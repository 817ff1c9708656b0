use serde::{Deserialize, Serialize};
use std::fmt::{Display, Formatter};
use tokio::sync::oneshot;

use crate::{
    codec::NoteDiagnostic,
    properties::{NoteId, NoteRecord},
};

/// Per-path scan counter. Callers hand out increasing generations as they (re)scan files; the
/// graph never applies a result older than one it has already applied for the same path.
#[derive(
    Debug, Clone, Copy, Default, PartialEq, Eq, PartialOrd, Ord, Hash, Serialize, Deserialize,
)]
#[serde(transparent)]
pub struct ScanGeneration(pub u64);

impl ScanGeneration {
    pub fn next(self) -> ScanGeneration {
        ScanGeneration(self.0 + 1)
    }
}

impl Display for ScanGeneration {
    fn fmt(&self, f: &mut Formatter) -> std::fmt::Result {
        write!(f, "gen {}", self.0)
    }
}

/// Updates flowing into the single graph writer.
#[derive(Debug)]
pub enum GraphEvent {
    /// Replace (or create) the record for `record.id`
    Upsert {
        record: NoteRecord,
        generation: ScanGeneration,
    },
    /// The loader reported the file as deleted
    Removed {
        id: NoteId,
        generation: ScanGeneration,
    },
    /// Barrier: answered with the graph version once every earlier event is applied
    Flush(oneshot::Sender<u64>),
    /// Recompute the backlink index from scratch and log any mismatch
    BuiltInTest,
}

impl Display for GraphEvent {
    fn fmt(&self, f: &mut Formatter) -> std::fmt::Result {
        match self {
            GraphEvent::Upsert { record, generation } => {
                write!(f, "Upsert({}, {generation})", record.id)
            }
            GraphEvent::Removed { id, generation } => write!(f, "Removed({id}, {generation})"),
            GraphEvent::Flush(_) => write!(f, "Flush"),
            GraphEvent::BuiltInTest => write!(f, "BuiltInTest"),
        }
    }
}

/// Changes the graph reports back to observers after applying a [GraphEvent].
#[derive(Debug, Clone, PartialEq, Eq, Serialize, Deserialize)]
pub enum NoteEvent {
    RecordUpdated(NoteId),
    RecordRemoved(NoteId),
    /// The backlink set of this note gained or lost members
    BacklinksChanged(NoteId),
    /// A result older than the applied generation was dropped
    StaleDiscarded {
        id: NoteId,
        generation: ScanGeneration,
        current: ScanGeneration,
    },
    /// A graph-level finding, such as a dangling link, for the given note
    Diagnostic(NoteId, NoteDiagnostic),
}

impl Display for NoteEvent {
    fn fmt(&self, f: &mut Formatter) -> std::fmt::Result {
        match self {
            NoteEvent::RecordUpdated(id) => write!(f, "RecordUpdated({id})"),
            NoteEvent::RecordRemoved(id) => write!(f, "RecordRemoved({id})"),
            NoteEvent::BacklinksChanged(id) => write!(f, "BacklinksChanged({id})"),
            NoteEvent::StaleDiscarded {
                id,
                generation,
                current,
            } => write!(f, "StaleDiscarded({id}, {generation} < {current})"),
            NoteEvent::Diagnostic(id, diagnostic) => write!(f, "Diagnostic({id}: {diagnostic})"),
        }
    }
}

- _ASSIGNMENT_
Every line above that includes the word "current" should be listed.

- _RESULT OF THIS TASK_
        current: ScanGeneration,
                current,
            } => write!(f, "StaleDiscarded({id}, {generation} < {current})"),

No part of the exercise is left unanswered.